Scraping On the Roof

Text:

“So this couple goes out on a date, in their car, and they’re driving along this country road and it’s very dark and isolated. And then the car breaks down or it runs out of gas, I don’t remember which, the car can’t go anywhere. So the guys says to the girl on the date- He says he’s gonna go get help and he tells her to get in the backseat of the car and get under a blanket and no matter what she hears, no matter what goes on outside the car, she should not get out from under the blanket. Under no circumstances should she open the car door or look out the window. So she gets in the back of the car and covers herself with a blanket and he gets out of the car, and then she hears a lot of noise, commotion. Yelling and noise and then all of a sudden it gets quiet. And while she’s laying in the backseat of the car she hears this scraping on the roof of the car. Just scrape. Scrape. Scrape. Very quietly. She’s very curious but she doesn’t look out. She just stays in the back of the car and waits for the boyfriend and she just keeps hearing that noise. That scraping noise on the roof of the car. So she’s in there all night by herself and I guess she falls asleep ‘cause in the morning she hears a bang bang bang bang on the door and she’s really scared. She huddles down even further into the blanket and she hears more bang bang bang bang on the car door and a voice says, ‘Ma’am this is the police,’ and so she looks up out of the blanket and sees it’s a police officer and he says, ‘Ma’am, get out of the car but don’t look behind you.’ So she gets out of the car and he says, ‘Were you out here with your boyfriend?’ And she says, ‘Yes.’ He says, ‘Don’t look behind you.’ And she turns around and she looks and she sees her boyfriend hanging from a tree limb over the top of the car and his feet on the car that are making the scraping noise.”

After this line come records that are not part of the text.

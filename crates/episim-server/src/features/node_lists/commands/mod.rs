pub mod create;
pub mod delete;

pub use create::{CreateNodeListCommand, CreateNodeListError, CreateNodeListResponse};
pub use delete::{DeleteNodeListCommand, DeleteNodeListError, DeleteNodeListResponse};
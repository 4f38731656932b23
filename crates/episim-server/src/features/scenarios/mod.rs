//! Scenario management
//!
//! Scenarios tie a model, a node list, and a simulated date span together.
//! Besides the usual CRUD surface this slice owns the two result-data
//! endpoints: the simulation-data upload (which drives the import pipeline)
//! and the filtered datapoint query.

pub mod commands;
pub mod queries;
pub mod routes;

pub use routes::{scenarios_routes, ScenariosState};
//! Integration tests for the simulation-data import pipeline
//!
//! These tests drive the archive, extraction, and aggregation stages against
//! synthetic archives on disk. The catalog lookup is constructed in memory
//! (it is a plain immutable value), so no database is required; the
//! transactional commit itself is covered separately in
//! `datapoint_replace_tests.rs`.

use chrono::NaiveDate;
use std::collections::HashMap;
use std::io::{Cursor, Write};
use std::path::Path;
use std::sync::Arc;
use uuid::Uuid;
use zip::write::SimpleFileOptions;

use episim_common::types::DateSpan;
use episim_server::import::catalog::{
    CatalogLookup, CompartmentRow, GroupRow, ModelRow, NodeRow, ScenarioRow,
};
use episim_server::import::pipeline::collect_extractions;
use episim_server::import::{archive, extract, FailureKind, ImportError, NewDatapoint};

fn date(y: i32, m: u32, d: u32) -> NaiveDate {
    NaiveDate::from_ymd_opt(y, m, d).unwrap()
}

fn build_zip(entries: &[(&str, &[u8])]) -> Vec<u8> {
    let mut writer = zip::ZipWriter::new(Cursor::new(Vec::new()));
    for (name, content) in entries {
        writer
            .start_file(*name, SimpleFileOptions::default())
            .unwrap();
        writer.write_all(content).unwrap();
    }
    writer.finish().unwrap().into_inner()
}

fn catalog(
    span: (NaiveDate, NaiveDate),
    groups: &[&str],
    compartments: &[&str],
    node_codes: &[&str],
) -> CatalogLookup {
    CatalogLookup {
        scenario: ScenarioRow {
            id: Uuid::new_v4(),
            name: "test scenario".to_string(),
            model_id: Uuid::new_v4(),
            node_list_id: Uuid::new_v4(),
            start_date: span.0,
            end_date: span.1,
        },
        model: ModelRow {
            id: Uuid::new_v4(),
            name: "test model".to_string(),
        },
        groups: groups
            .iter()
            .map(|name| GroupRow {
                id: Uuid::new_v4(),
                name: name.to_string(),
            })
            .collect(),
        compartments: compartments
            .iter()
            .map(|name| CompartmentRow {
                id: Uuid::new_v4(),
                name: name.to_string(),
            })
            .collect(),
        nodes: node_codes
            .iter()
            .map(|code| NodeRow {
                id: Uuid::new_v4(),
                code: code.to_string(),
            })
            .collect(),
    }
}

/// Unpack an archive and run every percentile extraction, returning the
/// aggregated result exactly as the pipeline would see it.
async fn run_stages(
    archive_bytes: &[u8],
    catalog: CatalogLookup,
    dest: &Path,
) -> Result<
    Result<Vec<NewDatapoint>, episim_server::import::ImportFailureReport>,
    ImportError,
> {
    archive::extract_zip(archive_bytes, dest)?;
    let folders = archive::percentile_folders(dest)?;

    let span = DateSpan::new(catalog.scenario.start_date, catalog.scenario.end_date).unwrap();
    let shared = Arc::new(catalog);

    let mut results = Vec::new();
    for (percentile, dir) in folders {
        results.push(extract::extract_percentile(percentile, dir, span, Arc::clone(&shared)).await);
    }

    Ok(collect_extractions(results))
}

const THREE_DAYS: (&str, &str) = ("2024-03-01", "2024-03-03");

fn three_day_span() -> (NaiveDate, NaiveDate) {
    (
        THREE_DAYS.0.parse().unwrap(),
        THREE_DAYS.1.parse().unwrap(),
    )
}

fn valid_series_3d() -> &'static [u8] {
    br#"{
        "11000": {
            "Time": [0, 1, 2],
            "age0-19": [[1.0, 2.0, 3.0, 4.0], [5.0, 6.0, 7.0, 8.0], [9.0, 10.0, 11.0, 12.0]]
        }
    }"#
}

#[tokio::test]
async fn valid_archive_produces_datapoints_for_all_percentiles() {
    let dir = tempfile::tempdir().unwrap();
    let data = build_zip(&[
        ("p25/11000.json", valid_series_3d()),
        ("p50/11000.json", valid_series_3d()),
    ]);
    let catalog = catalog(
        three_day_span(),
        &["age0-19"],
        &["MildInfections", "Hospitalized", "ICU", "Dead"],
        &["11000"],
    );

    let outcome = run_stages(&data, catalog, dir.path()).await.unwrap();
    let datapoints = outcome.unwrap();

    // 2 percentiles x 3 days x 1 group x 4 compartments
    assert_eq!(datapoints.len(), 24);
    let percentiles: std::collections::BTreeSet<i32> =
        datapoints.iter().map(|d| d.percentile).collect();
    assert_eq!(percentiles.into_iter().collect::<Vec<_>>(), vec![25, 50]);
}

#[tokio::test]
async fn day_count_mismatch_is_rejected_with_both_counts() {
    let dir = tempfile::tempdir().unwrap();
    // Two records for a three-day scenario.
    let short_series = br#"{
        "11000": {
            "age0-19": [[1.0, 2.0, 3.0, 4.0], [5.0, 6.0, 7.0, 8.0]]
        }
    }"#;
    let data = build_zip(&[("p50/11000.json", short_series)]);
    let catalog = catalog(
        three_day_span(),
        &["age0-19"],
        &["MildInfections", "Hospitalized", "ICU", "Dead"],
        &["11000"],
    );

    let report = run_stages(&data, catalog, dir.path())
        .await
        .unwrap()
        .unwrap_err();

    assert_eq!(report.failures.len(), 1);
    assert_eq!(report.failures[0].kind, FailureKind::DayCountMismatch);
    assert!(report.failures[0].detail.contains("expected 3"));
    assert!(report.failures[0].detail.contains("got 2"));
}

#[tokio::test]
async fn unknown_node_code_is_rejected_and_nothing_survives() {
    let dir = tempfile::tempdir().unwrap();
    let unknown_node = br#"{
        "99999": {
            "age0-19": [[1.0, 2.0, 3.0, 4.0], [1.0, 2.0, 3.0, 4.0], [1.0, 2.0, 3.0, 4.0]]
        }
    }"#;
    // p25 is entirely valid; the p50 failure must still abort everything.
    let data = build_zip(&[
        ("p25/11000.json", valid_series_3d()),
        ("p50/99999.json", unknown_node),
    ]);
    let catalog = catalog(
        three_day_span(),
        &["age0-19"],
        &["MildInfections", "Hospitalized", "ICU", "Dead"],
        &["11000"],
    );

    let report = run_stages(&data, catalog, dir.path())
        .await
        .unwrap()
        .unwrap_err();

    let by_percentile = report.by_percentile();
    assert_eq!(by_percentile.len(), 1);
    assert!(by_percentile[&50][0].contains("99999"));
    // The valid p25 output was discarded, not committed: collect_extractions
    // returned Err, so the caller has no datapoints at all.
}

#[tokio::test]
async fn compartment_ordinals_map_to_canonical_names() {
    let dir = tempfile::tempdir().unwrap();
    let single_day = br#"{"11000": {"age0-19": [[10.0, 5.0, 2.0, 1.0]]}}"#;
    let data = build_zip(&[("p50/11000.json", single_day)]);
    let span = (date(2024, 3, 1), date(2024, 3, 1));
    let catalog = catalog(
        span,
        &["age0-19"],
        &["MildInfections", "Hospitalized", "ICU", "Dead"],
        &["11000"],
    );
    let names_by_id: HashMap<Uuid, String> = catalog
        .compartments
        .iter()
        .map(|c| (c.id, c.name.clone()))
        .collect();

    let datapoints = run_stages(&data, catalog, dir.path())
        .await
        .unwrap()
        .unwrap();

    assert_eq!(datapoints.len(), 4);
    let pairs: Vec<(String, f64)> = datapoints
        .iter()
        .map(|d| (names_by_id[&d.compartment_id].clone(), d.value))
        .collect();
    assert_eq!(
        pairs,
        vec![
            ("MildInfections".to_string(), 10.0),
            ("Hospitalized".to_string(), 5.0),
            ("ICU".to_string(), 2.0),
            ("Dead".to_string(), 1.0),
        ]
    );
}

#[tokio::test]
async fn mixed_validity_reports_only_the_failing_percentile() {
    let dir = tempfile::tempdir().unwrap();
    let short_series = br#"{
        "11000": {
            "age0-19": [[1.0, 2.0, 3.0, 4.0]]
        }
    }"#;
    let data = build_zip(&[
        ("p25/11000.json", valid_series_3d()),
        ("p75/11000.json", short_series),
    ]);
    let catalog = catalog(
        three_day_span(),
        &["age0-19"],
        &["MildInfections", "Hospitalized", "ICU", "Dead"],
        &["11000"],
    );

    let report = run_stages(&data, catalog, dir.path())
        .await
        .unwrap()
        .unwrap_err();

    let percentiles: Vec<u8> = report.failures.iter().map(|f| f.percentile).collect();
    assert_eq!(percentiles, vec![75]);
}

#[test]
fn malformed_folder_name_rejects_archive_before_opening_files() {
    let dir = tempfile::tempdir().unwrap();
    // The file inside the offending folder is intentionally corrupt: if the
    // layout gate ever opened it, extraction would produce an
    // UnreadableFile failure instead of the layout error asserted here.
    let data = build_zip(&[
        ("p25/11000.json", valid_series_3d()),
        ("percentile_50/garbage.json", b"\x00\xff not json".as_slice()),
    ]);

    archive::extract_zip(&data, dir.path()).unwrap();
    let result = archive::percentile_folders(dir.path());

    assert!(
        matches!(result, Err(ImportError::MalformedLayout(ref name)) if name == "percentile_50")
    );
}

#[test]
fn scratch_directories_do_not_accumulate_across_attempts() {
    let root = tempfile::tempdir().unwrap();

    for _ in 0..3 {
        let scratch = archive::ScratchDir::create(root.path(), "scenario-1").unwrap();
        std::fs::write(scratch.path().join("upload.zip"), b"payload").unwrap();
        drop(scratch);
    }

    assert_eq!(std::fs::read_dir(root.path()).unwrap().count(), 0);
}
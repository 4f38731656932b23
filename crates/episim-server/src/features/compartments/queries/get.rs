//! Get compartment query

use chrono::{DateTime, Utc};
use mediator::Request;
use serde::{Deserialize, Serialize};
use sqlx::PgPool;
use uuid::Uuid;

#[derive(Debug, Clone, Serialize, Deserialize)]
pub struct GetCompartmentQuery {
    pub id: Uuid,
}

#[derive(Debug, Clone, Serialize, Deserialize, sqlx::FromRow)]
pub struct CompartmentDetails {
    pub id: Uuid,
    pub name: String,
    pub description: Option<String>,
    pub tags: Option<Vec<String>>,
    pub created_at: DateTime<Utc>,
}

#[derive(Debug, thiserror::Error)]
pub enum GetCompartmentError {
    #[error("Compartment '{0}' not found")]
    NotFound(Uuid),
    #[error("Database error: {0}")]
    Database(#[from] sqlx::Error),
}

impl Request<Result<CompartmentDetails, GetCompartmentError>> for GetCompartmentQuery {}

impl crate::cqrs::middleware::Query for GetCompartmentQuery {}

#[tracing::instrument(skip(pool), fields(compartment_id = %query.id))]
pub async fn handle(
    pool: PgPool,
    query: GetCompartmentQuery,
) -> Result<CompartmentDetails, GetCompartmentError> {
    sqlx::query_as::<_, CompartmentDetails>(
        "SELECT id, name, description, tags, created_at FROM compartments WHERE id = $1",
    )
    .bind(query.id)
    .fetch_optional(&pool)
    .await?
    .ok_or(GetCompartmentError::NotFound(query.id))
}
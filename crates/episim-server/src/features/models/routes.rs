use axum::{
    extract::{Path, State},
    http::StatusCode,
    response::{IntoResponse, Response},
    routing::{delete, get, post},
    Json, Router,
};
use sqlx::PgPool;
use uuid::Uuid;

use crate::api::response::ApiResponse;
use crate::error::AppError;

use super::commands::{
    CreateModelCommand, CreateModelError, DeleteModelCommand, DeleteModelError,
};
use super::queries::{GetModelError, GetModelQuery, ListModelsError, ListModelsQuery};

pub fn models_routes() -> Router<PgPool> {
    Router::new()
        .route("/", post(create_model))
        .route("/", get(list_models))
        .route("/:id", get(get_model))
        .route("/:id", delete(delete_model))
}

#[derive(Debug, thiserror::Error)]
enum ModelsApiError {
    #[error(transparent)]
    Create(#[from] CreateModelError),
    #[error(transparent)]
    Delete(#[from] DeleteModelError),
    #[error(transparent)]
    Get(#[from] GetModelError),
    #[error(transparent)]
    List(#[from] ListModelsError),
}

impl IntoResponse for ModelsApiError {
    fn into_response(self) -> Response {
        let app_error = match self {
            ModelsApiError::Create(CreateModelError::Database(e)) => AppError::Database(e),
            ModelsApiError::Create(e) => AppError::Validation(e.to_string()),
            ModelsApiError::Delete(DeleteModelError::Database(e)) => AppError::Database(e),
            ModelsApiError::Delete(e @ DeleteModelError::NotFound(_)) => {
                AppError::NotFound(e.to_string())
            },
            ModelsApiError::Delete(e @ DeleteModelError::InUse(_)) => {
                AppError::Conflict(e.to_string())
            },
            ModelsApiError::Get(GetModelError::Database(e)) => AppError::Database(e),
            ModelsApiError::Get(e @ GetModelError::NotFound(_)) => {
                AppError::NotFound(e.to_string())
            },
            ModelsApiError::List(ListModelsError::Database(e)) => AppError::Database(e),
        };
        app_error.into_response()
    }
}

#[tracing::instrument(skip(pool, command))]
async fn create_model(
    State(pool): State<PgPool>,
    Json(command): Json<CreateModelCommand>,
) -> Result<Response, ModelsApiError> {
    let response = super::commands::create::handle(pool, command).await?;
    Ok((StatusCode::CREATED, Json(ApiResponse::success(response))).into_response())
}

#[tracing::instrument(skip(pool))]
async fn list_models(State(pool): State<PgPool>) -> Result<Response, ModelsApiError> {
    let response = super::queries::list::handle(pool, ListModelsQuery::default()).await?;
    Ok(Json(ApiResponse::success(response)).into_response())
}

#[tracing::instrument(skip(pool))]
async fn get_model(
    State(pool): State<PgPool>,
    Path(id): Path<Uuid>,
) -> Result<Response, ModelsApiError> {
    let response = super::queries::get::handle(pool, GetModelQuery { id }).await?;
    Ok(Json(ApiResponse::success(response)).into_response())
}

#[tracing::instrument(skip(pool))]
async fn delete_model(
    State(pool): State<PgPool>,
    Path(id): Path<Uuid>,
) -> Result<Response, ModelsApiError> {
    let response = super::commands::delete::handle(pool, DeleteModelCommand { id }).await?;
    Ok(Json(ApiResponse::success(response)).into_response())
}
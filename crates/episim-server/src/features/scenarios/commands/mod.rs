pub mod create;
pub mod delete;

pub use create::{
    CreateScenarioCommand, CreateScenarioError, CreateScenarioResponse, ParameterValueInput,
};
pub use delete::{DeleteScenarioCommand, DeleteScenarioError, DeleteScenarioResponse};
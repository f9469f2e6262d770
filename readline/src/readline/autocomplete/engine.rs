// Copyright (c) 2025 R3BL LLC. Licensed under Apache License, Version 2.0.

use crate::{BeforePromptFn, InputBuffer, ProviderList, ReadlineError};
use smallvec::SmallVec;
use std::io::Write;

/// Most completions narrow to a handful of candidates.
const INLINE_MATCH_COUNT: usize = 8;

type MatchList<'a> = SmallVec<[&'a str; INLINE_MATCH_COUNT]>;

/// What a Tab press did.
#[derive(Debug, Clone, PartialEq, Eq)]
pub enum CompletionOutcome {
    /// Nothing matched (or the word under the cursor isn't UTF-8); nothing was drawn.
    NoMatch,
    /// Exactly one candidate; it replaced the partial word in place.
    Completed(String),
    /// Several candidates were printed below the line (minus `.` and `..`), then the
    /// prompt and the unchanged line were drawn again.
    Listed(Vec<String>),
}

/// Complete the word before the cursor.
///
/// The first provider that claims the word supplies the candidates and only the text
/// after the word's last `/` has to match; otherwise the default vocabulary is matched
/// against the whole word. Matching is a plain byte prefix test.
///
/// # Errors
///
/// Returns an error if a provider's word list can't grow, the buffer can't grow, or
/// writing to `term` (including from `before_prompt`) fails.
pub fn autocomplete(
    buffer: &mut InputBuffer,
    providers: &mut ProviderList,
    term: &mut dyn Write,
    before_prompt: &mut BeforePromptFn<'_>,
) -> Result<CompletionOutcome, ReadlineError> {
    let Ok(prefix) = std::str::from_utf8(buffer.current_prefix_word()) else {
        tracing::trace!(message = "completion skipped, prefix is not UTF-8");
        return Ok(CompletionOutcome::NoMatch);
    };
    let prefix = prefix.to_owned();

    let (word_list, match_prefix) = providers.select(&prefix)?;
    let matches: MatchList<'_> = word_list.words_with_prefix(match_prefix).collect();

    let outcome = match matches.as_slice() {
        [] => CompletionOutcome::NoMatch,
        [only] => {
            buffer.complete_suffix(match_prefix.len(), only.as_bytes(), term)?;
            CompletionOutcome::Completed((*only).to_owned())
        }
        many => {
            let listed: Vec<String> = many
                .iter()
                .filter(|word| !is_dot_entry(word))
                .map(|word| (*word).to_owned())
                .collect();
            term.write_all(b"\n")?;
            for word in &listed {
                term.write_all(word.as_bytes())?;
                term.write_all(b"\n")?;
            }
            before_prompt(term)?;
            buffer.render(term)?;
            CompletionOutcome::Listed(listed)
        }
    };

    tracing::debug!(message = "autocomplete", prefix = %prefix, outcome = ?outcome);
    Ok(outcome)
}

fn is_dot_entry(word: &str) -> bool { word == "." || word == ".." }
// Copyright (c) 2025 R3BL LLC. Licensed under Apache License, Version 2.0.

//! Ambient plumbing shared by the line editor and the binaries that embed it: terminal
//! mode switching, escape sequence decoding, errors, logging, and test fixtures.

// Attach sources.
pub mod ansi;
pub mod common;
pub mod log;
pub mod test_fixtures;

// Re-export.
pub use ansi::*;
pub use common::*;
pub use log::*;
pub use test_fixtures::*;
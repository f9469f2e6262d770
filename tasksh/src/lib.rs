// Copyright (c) 2025 R3BL LLC. Licensed under Apache License, Version 2.0.

//! `tasksh` is a small interactive shell that exercises [`tasksh_readline`]: the prompt
//! shows where you are relative to the directory the shell was started in, and `Tab`
//! completes command names or, for words that look like paths, directory entries.
//!
//! Commands: `help`, `exit`, `go [path]`, `show [path]`. Arguments are split on
//! whitespace; there is no quoting.

// Enforce strict error handling in production library code only.
#![cfg_attr(not(test), deny(clippy::unwrap_in_result))]

// Attach sources.
pub mod clap_config;
pub mod shell;
pub mod ui_str;

// Re-export.
pub use clap_config::*;
pub use shell::*;
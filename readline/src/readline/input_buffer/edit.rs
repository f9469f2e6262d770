// Copyright (c) 2025 R3BL LLC. Licensed under Apache License, Version 2.0.

use super::{render::{write_backspaces, write_spaces},
            state::InputBuffer};
use crate::ReadlineError;
use std::io::{self, Write};

const ERASE_ONE: &[u8] = b"\x08 \x08";

impl InputBuffer {
    /// Insert `byte` at the cursor. At the end of the line the byte is simply echoed;
    /// mid-line the tail is reprinted from the inserted byte on and the terminal cursor
    /// is walked back to sit right after it. A full buffer drops the byte.
    ///
    /// # Errors
    ///
    /// Returns an error if storage can't grow or writing to `term` fails.
    pub fn insert_char(&mut self, byte: u8, term: &mut dyn Write) -> Result<(), ReadlineError> {
        if self.is_full() {
            tracing::trace!(message = "input buffer full, byte dropped", byte);
            return Ok(());
        }
        self.content.try_reserve(1)?;
        self.content.insert(self.cursor, byte);

        let tail = &self.content[self.cursor..];
        term.write_all(tail)?;
        write_backspaces(term, tail.len() - 1)?;
        self.cursor += 1;
        Ok(())
    }

    /// Remove the byte before the cursor: step back, reprint the tail followed by one
    /// blank (to wipe the now stale last column), and walk back again.
    ///
    /// # Errors
    ///
    /// Returns an error if writing to `term` fails.
    pub fn delete_before_cursor(&mut self, term: &mut dyn Write) -> io::Result<()> {
        if self.cursor == 0 {
            return Ok(());
        }
        self.cursor -= 1;
        self.content.remove(self.cursor);

        write_backspaces(term, 1)?;
        let tail = &self.content[self.cursor..];
        term.write_all(tail)?;
        write_spaces(term, 1)?;
        write_backspaces(term, tail.len() + 1)
    }

    /// Delete backward at least once, then keep deleting until the cursor is at the start
    /// or the byte before it is a space.
    ///
    /// # Errors
    ///
    /// Returns an error if writing to `term` fails.
    pub fn delete_word_before_cursor(&mut self, term: &mut dyn Write) -> io::Result<()> {
        loop {
            self.delete_before_cursor(term)?;
            if self.cursor == 0 || self.content[self.cursor - 1] == b' ' {
                return Ok(());
            }
        }
    }

    /// Erase the whole line from the screen and the buffer.
    ///
    /// # Errors
    ///
    /// Returns an error if writing to `term` fails.
    pub fn clear(&mut self, term: &mut dyn Write) -> io::Result<()> {
        self.move_to_end(term)?;
        for _ in 0..self.content.len() {
            term.write_all(ERASE_ONE)?;
        }
        self.reset();
        Ok(())
    }

    /// Replace the `old_prefix_len` bytes right before the cursor with `replacement`,
    /// leaving the text after the cursor (and so the cursor shift) untouched. If the
    /// replacement is shorter than what it replaces, the leftover columns are blanked.
    /// Nothing happens when the result would not fit in the buffer.
    ///
    /// # Errors
    ///
    /// Returns an error if storage can't grow or writing to `term` fails.
    pub fn complete_suffix(
        &mut self,
        old_prefix_len: usize,
        replacement: &[u8],
        term: &mut dyn Write,
    ) -> Result<(), ReadlineError> {
        let old_prefix_len = old_prefix_len.min(self.cursor);
        let new_len = self.content.len() - old_prefix_len + replacement.len();
        if new_len > self.capacity {
            tracing::trace!(
                message = "completion skipped, line would exceed capacity",
                new_len,
                capacity = self.capacity
            );
            return Ok(());
        }
        self.content
            .try_reserve(replacement.len().saturating_sub(old_prefix_len))?;

        let start = self.cursor - old_prefix_len;
        self.content
            .splice(start..self.cursor, replacement.iter().copied());
        self.cursor = start + replacement.len();

        let tail_len = self.content.len() - self.cursor;
        let blanks = old_prefix_len.saturating_sub(replacement.len());
        write_backspaces(term, old_prefix_len)?;
        term.write_all(&self.content[start..])?;
        write_spaces(term, blanks)?;
        write_backspaces(term, tail_len + blanks)?;
        Ok(())
    }
}
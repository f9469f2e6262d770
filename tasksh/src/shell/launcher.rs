// Copyright (c) 2025 R3BL LLC. Licensed under Apache License, Version 2.0.

use super::{COMMAND_NAMES, CommandOutcome, ShellState, dispatch};
use miette::IntoDiagnostic;
use std::io::{self, Read, Write};
use tasksh_readline::{FilesystemPath, Provider, ProviderList, Readline, ReadlineConfig,
                      ReadlineError, ReadlineEvent, StaticVocabulary, TerminalSession};

/// Command names by default, filesystem entries once the word looks like a path.
///
/// # Errors
///
/// Returns [`ReadlineError::OutOfMemory`] if the vocabulary can't be allocated.
pub fn create_providers(state: &ShellState) -> Result<ProviderList, ReadlineError> {
    Ok(ProviderList::new(StaticVocabulary::try_new(COMMAND_NAMES)?).with_provider(
        FilesystemPath::new()
            .with_base_dir(state.cwd.clone())
            .with_home_dir(state.start_dir.clone()),
    ))
}

/// Keep relative path completion in step with `go`.
pub fn sync_path_providers(providers: &mut ProviderList, state: &ShellState) {
    for provider in &mut providers.others {
        if let Provider::FilesystemPath(it) = provider {
            it.set_base_dir(state.cwd.clone());
        }
    }
}

/// Put stdin in editor mode and run the shell until `exit` or end of input. The
/// terminal is restored on every way out.
///
/// # Errors
///
/// Returns an error if stdin isn't a terminal, the working directory is unknown, or
/// terminal I/O fails.
pub fn run_interactive_shell() -> miette::Result<()> {
    let start_dir = std::env::current_dir().into_diagnostic()?;
    let mut state = ShellState::new(start_dir);
    let mut readline = Readline::new(ReadlineConfig::default(), create_providers(&state)?);

    let session = TerminalSession::try_new()?;
    let mut stdin = io::stdin().lock();
    let mut stdout = io::stdout().lock();
    run_shell_loop(&mut readline, &mut state, &mut stdin, &mut stdout)?;
    session.end()?;
    Ok(())
}

/// Prompt, read, dispatch, repeat.
///
/// # Errors
///
/// Returns an error if reading `input` or writing `term` fails.
pub fn run_shell_loop(
    readline: &mut Readline,
    state: &mut ShellState,
    input: &mut dyn Read,
    term: &mut dyn Write,
) -> Result<(), ReadlineError> {
    loop {
        let prompt = state.prompt();
        let mut print_prompt = |term: &mut dyn Write| term.write_all(prompt.as_bytes());

        match readline.read_line(input, term, &mut print_prompt)? {
            ReadlineEvent::Line(line) => {
                // Command names are ASCII; a stray non-UTF-8 byte can only end up in a
                // path argument, which then fails to resolve and is reported.
                let line = String::from_utf8_lossy(&line);
                let outcome = dispatch(&line, state, term)?;
                term.flush()?;
                if outcome == CommandOutcome::Exit {
                    return Ok(());
                }
                sync_path_providers(readline.providers_mut(), state);
            }
            ReadlineEvent::Eof(_) => {
                term.write_all(b"\n")?;
                term.flush()?;
                return Ok(());
            }
        }
    }
}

Background: The informant first heard this urban legend in highschool at band camp in Texas. She says it was likely around the 1970s. She says that she had heard a similar urban legend when she was living in New Jersey, though instead of a country road it was a road near a mental ward and the boyfriend just disappeared. 

Analysis:

The ending of this particular urban legend is very gruesome when you begin to think about what was happening during that time, especially with civil rights movements, and when you start thinking about the possible race of the couple. By the 1970s most schools and establishments had been desegregated, but racial discrimination was still extremely prominent. The legend itself is likely just used as a horror story to scare teenagers and kids from going off on their own at night. But when coming from a place like Texas that has a history of heavy racial discrimination, the implications have a different meaning.